THE RECORDS:

··········

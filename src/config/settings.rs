// src/config/settings.rs
use std::fmt;
use std::path::PathBuf;
use std::str::FromStr;
use std::time::Duration;

use crate::config::queries::DEFAULT_CONFIG_PATH;

pub const DEFAULT_OUTPUT_PATH: &str = "data/scout-results.json";
pub const DEFAULT_MIN_SCORE: i32 = 35;
pub const DEFAULT_MAX_TOTAL: usize = 50;
pub const DEFAULT_RESULTS_PER_QUERY: usize = 5;
pub const DEFAULT_FRESHNESS: &str = "pw";
pub const DEFAULT_DELAY_MS: u64 = 1_000;
pub const DEFAULT_HTTP_TIMEOUT_SECS: u64 = 10;
pub const DEFAULT_API_BASE: &str = "https://api.search.brave.com";

pub const ENV_CONFIG_PATH: &str = "SCOUT_CONFIG_PATH";
pub const ENV_OUTPUT_PATH: &str = "SCOUT_OUTPUT_PATH";
pub const ENV_MIN_SCORE: &str = "SCOUT_MIN_SCORE";
pub const ENV_MAX_TOTAL: &str = "SCOUT_MAX_TOTAL";
pub const ENV_RESULTS_PER_QUERY: &str = "SCOUT_RESULTS_PER_QUERY";
pub const ENV_FRESHNESS: &str = "SCOUT_FRESHNESS";
pub const ENV_DELAY_MS: &str = "SCOUT_DELAY_MS";
pub const ENV_HTTP_TIMEOUT_SECS: &str = "SCOUT_HTTP_TIMEOUT_SECS";
pub const ENV_API_KEY: &str = "BRAVE_API_KEY";
pub const ENV_API_BASE: &str = "BRAVE_API_BASE";
pub const ENV_METRICS_PATH: &str = "SCOUT_METRICS_PATH";

/// Provider `count` upper bound.
const MAX_RESULTS_PER_QUERY: usize = 20;

/// Runtime settings for one scout run. Everything but the query list.
#[derive(Clone)]
pub struct ScoutSettings {
    pub config_path: PathBuf,
    pub output_path: PathBuf,
    /// Admission threshold; hits below are discarded before ranking.
    pub min_score: i32,
    /// Snapshot cap.
    pub max_total: usize,
    pub results_per_query: usize,
    pub freshness: String,
    /// Pause between successive provider calls.
    pub delay: Duration,
    pub http_timeout: Duration,
    pub api_base: String,
    pub api_key: Option<String>,
    pub metrics_path: Option<PathBuf>,
}

impl Default for ScoutSettings {
    fn default() -> Self {
        Self {
            config_path: PathBuf::from(DEFAULT_CONFIG_PATH),
            output_path: PathBuf::from(DEFAULT_OUTPUT_PATH),
            min_score: DEFAULT_MIN_SCORE,
            max_total: DEFAULT_MAX_TOTAL,
            results_per_query: DEFAULT_RESULTS_PER_QUERY,
            freshness: DEFAULT_FRESHNESS.to_string(),
            delay: Duration::from_millis(DEFAULT_DELAY_MS),
            http_timeout: Duration::from_secs(DEFAULT_HTTP_TIMEOUT_SECS),
            api_base: DEFAULT_API_BASE.to_string(),
            api_key: None,
            metrics_path: None,
        }
    }
}

// Never print the key itself.
impl fmt::Debug for ScoutSettings {
    fn fmt(&self, f: &mut fmt::Formatter<'_>) -> fmt::Result {
        f.debug_struct("ScoutSettings")
            .field("config_path", &self.config_path)
            .field("output_path", &self.output_path)
            .field("min_score", &self.min_score)
            .field("max_total", &self.max_total)
            .field("results_per_query", &self.results_per_query)
            .field("freshness", &self.freshness)
            .field("delay", &self.delay)
            .field("http_timeout", &self.http_timeout)
            .field("api_base", &self.api_base)
            .field("api_key_len", &self.api_key.as_ref().map(String::len))
            .field("metrics_path", &self.metrics_path)
            .finish()
    }
}

impl ScoutSettings {
    /// Read settings from the process environment (after `.env` was loaded).
    pub fn from_env() -> Self {
        Self::from_lookup(|k| std::env::var(k).ok())
    }

    /// Build settings from any key lookup; unset or invalid values keep defaults.
    pub fn from_lookup<F>(lookup: F) -> Self
    where
        F: Fn(&str) -> Option<String>,
    {
        let get = |k: &str| {
            lookup(k)
                .map(|v| v.trim().to_string())
                .filter(|v| !v.is_empty())
        };
        let d = Self::default();

        Self {
            config_path: get(ENV_CONFIG_PATH).map(PathBuf::from).unwrap_or(d.config_path),
            output_path: get(ENV_OUTPUT_PATH).map(PathBuf::from).unwrap_or(d.output_path),
            min_score: parse_or(ENV_MIN_SCORE, get(ENV_MIN_SCORE), d.min_score).clamp(5, 100),
            max_total: parse_or(ENV_MAX_TOTAL, get(ENV_MAX_TOTAL), d.max_total).max(1),
            results_per_query: parse_or(
                ENV_RESULTS_PER_QUERY,
                get(ENV_RESULTS_PER_QUERY),
                d.results_per_query,
            )
            .clamp(1, MAX_RESULTS_PER_QUERY),
            freshness: get(ENV_FRESHNESS).unwrap_or(d.freshness),
            delay: Duration::from_millis(parse_or(ENV_DELAY_MS, get(ENV_DELAY_MS), DEFAULT_DELAY_MS)),
            http_timeout: Duration::from_secs(
                parse_or(
                    ENV_HTTP_TIMEOUT_SECS,
                    get(ENV_HTTP_TIMEOUT_SECS),
                    DEFAULT_HTTP_TIMEOUT_SECS,
                )
                .max(1),
            ),
            api_base: get(ENV_API_BASE)
                .map(|b| b.trim_end_matches('/').to_string())
                .unwrap_or(d.api_base),
            api_key: get(ENV_API_KEY),
            metrics_path: get(ENV_METRICS_PATH).map(PathBuf::from),
        }
    }
}

fn parse_or<T: FromStr>(key: &str, raw: Option<String>, default: T) -> T {
    match raw {
        None => default,
        Some(s) => match s.parse::<T>() {
            Ok(v) => v,
            Err(_) => {
                tracing::warn!(target: "scout::config", key, value = %s, "invalid value, using default");
                default
            }
        },
    }
}
// src/config/queries.rs
//! Query list loading.
//!
//! Shape (JSON, or the equivalent TOML `[[scout.queries]]` tables):
//! ```json
//! { "scout": { "queries": [ { "q": "...", "category": "freelance", "source": "web", "weight": 1.0 } ] } }
//! ```
//! A missing, unreadable or unparseable file, or one without any usable
//! entry, yields [`default_queries`]. Bad entries are skipped one by one.

use anyhow::{anyhow, Result};
use serde::Deserialize;
use serde_json::Value;
use std::fs;
use std::io::ErrorKind;
use std::path::Path;
use tracing::{info, warn};

use crate::scout::types::Query;

pub const DEFAULT_CONFIG_PATH: &str = "config/mission-control.json";

fn default_category() -> String {
    "general".to_string()
}
fn default_source() -> String {
    "web".to_string()
}
fn default_weight() -> f64 {
    1.0
}

#[derive(Debug, Deserialize)]
struct RawQuery {
    q: String,
    #[serde(default = "default_category")]
    category: String,
    #[serde(default = "default_source")]
    source: String,
    #[serde(default = "default_weight")]
    weight: f64,
}

/// Built-in query set used whenever the config yields nothing usable.
pub fn default_queries() -> Vec<Query> {
    vec![
        Query::new("AI automation consultant Växjö", "local", "web", 1.2),
        Query::new("frilans utvecklare uppdrag Småland", "local", "web", 1.2),
        Query::new("freelance React developer remote Sweden", "freelance", "web", 1.0),
        Query::new("AI agent developer contract remote", "freelance", "web", 1.0),
        Query::new("LLM chatbot integration small business", "ai-services", "web", 0.9),
        Query::new("AI innovation grant startups Sweden", "funding", "web", 0.8),
        Query::new("AI hackathon prize pool", "competition", "web", 0.8),
        Query::new("Solana ecosystem developer grants", "eco-solana", "web", 0.9),
        Query::new("Ethereum ecosystem builder program", "eco-ethereum", "web", 0.9),
        Query::new("new bug bounty program launch", "bounty", "web", 1.0),
        Query::new("smart contract audit contest reward", "bounty", "web", 0.9),
    ]
}

/// Load the query list from `path`, never failing: falls back to defaults.
pub fn load_queries(path: &Path) -> Vec<Query> {
    let content = match fs::read_to_string(path) {
        Ok(c) => c,
        Err(e) if e.kind() == ErrorKind::NotFound => {
            info!(target: "scout::config", path = %path.display(), "no query config, using built-in defaults");
            return default_queries();
        }
        Err(e) => {
            warn!(target: "scout::config", path = %path.display(), error = %e, "query config unreadable, using built-in defaults");
            return default_queries();
        }
    };

    let ext = path
        .extension()
        .and_then(|s| s.to_str())
        .unwrap_or_default()
        .to_ascii_lowercase();

    match parse_queries(&content, &ext) {
        Ok(v) if !v.is_empty() => {
            info!(target: "scout::config", path = %path.display(), count = v.len(), "queries loaded");
            v
        }
        Ok(_) => {
            info!(target: "scout::config", path = %path.display(), "query config has no usable queries, using built-in defaults");
            default_queries()
        }
        Err(e) => {
            warn!(target: "scout::config", path = %path.display(), error = %e, "query config unparseable, using built-in defaults");
            default_queries()
        }
    }
}

/// Parse a config document. `Ok(vec![])` means "valid document, nothing usable".
pub fn parse_queries(s: &str, hint_ext: &str) -> Result<Vec<Query>> {
    let doc: Value = if hint_ext == "toml" {
        let t: toml::Table = toml::from_str(s)?;
        serde_json::to_value(t)?
    } else {
        serde_json::from_str(s)?
    };
    queries_from_value(&doc)
}

fn queries_from_value(doc: &Value) -> Result<Vec<Query>> {
    if !doc.is_object() {
        return Err(anyhow!("config root must be an object"));
    }
    let Some(list) = doc.get("scout").and_then(|s| s.get("queries")) else {
        return Ok(Vec::new());
    };
    let items = list
        .as_array()
        .ok_or_else(|| anyhow!("scout.queries must be an array"))?;

    let mut out = Vec::with_capacity(items.len());
    for (idx, item) in items.iter().enumerate() {
        match query_from_value(item) {
            Ok(q) => out.push(q),
            Err(e) => {
                warn!(target: "scout::config", index = idx, error = %e, "skipping malformed query entry");
            }
        }
    }
    Ok(out)
}

fn query_from_value(item: &Value) -> Result<Query> {
    let raw: RawQuery = serde_json::from_value(item.clone())?;
    let text = raw.q.trim();
    if text.is_empty() {
        return Err(anyhow!("empty query text"));
    }
    if !raw.weight.is_finite() || raw.weight <= 0.0 {
        return Err(anyhow!("weight must be a positive number, got {}", raw.weight));
    }
    Ok(Query {
        text: text.to_string(),
        category: raw.category.trim().to_string(),
        source: raw.source.trim().to_string(),
        weight: raw.weight,
    })
}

··········

WHAT IS NEEDED:
What are the lines, exactly as written above, from the line with "pub const ENV_HTTP_TIMEOUT_SECS: &str" to the line with "const MAX_RESULTS_PER_QUERY: usize = 20;", both included? Output only those.

RESULT OF THIS TASK:
pub const ENV_HTTP_TIMEOUT_SECS: &str = "SCOUT_HTTP_TIMEOUT_SECS";
pub const ENV_API_KEY: &str = "BRAVE_API_KEY";
pub const ENV_API_BASE: &str = "BRAVE_API_BASE";
pub const ENV_METRICS_PATH: &str = "SCOUT_METRICS_PATH";

/// Provider `count` upper bound.
const MAX_RESULTS_PER_QUERY: usize = 20;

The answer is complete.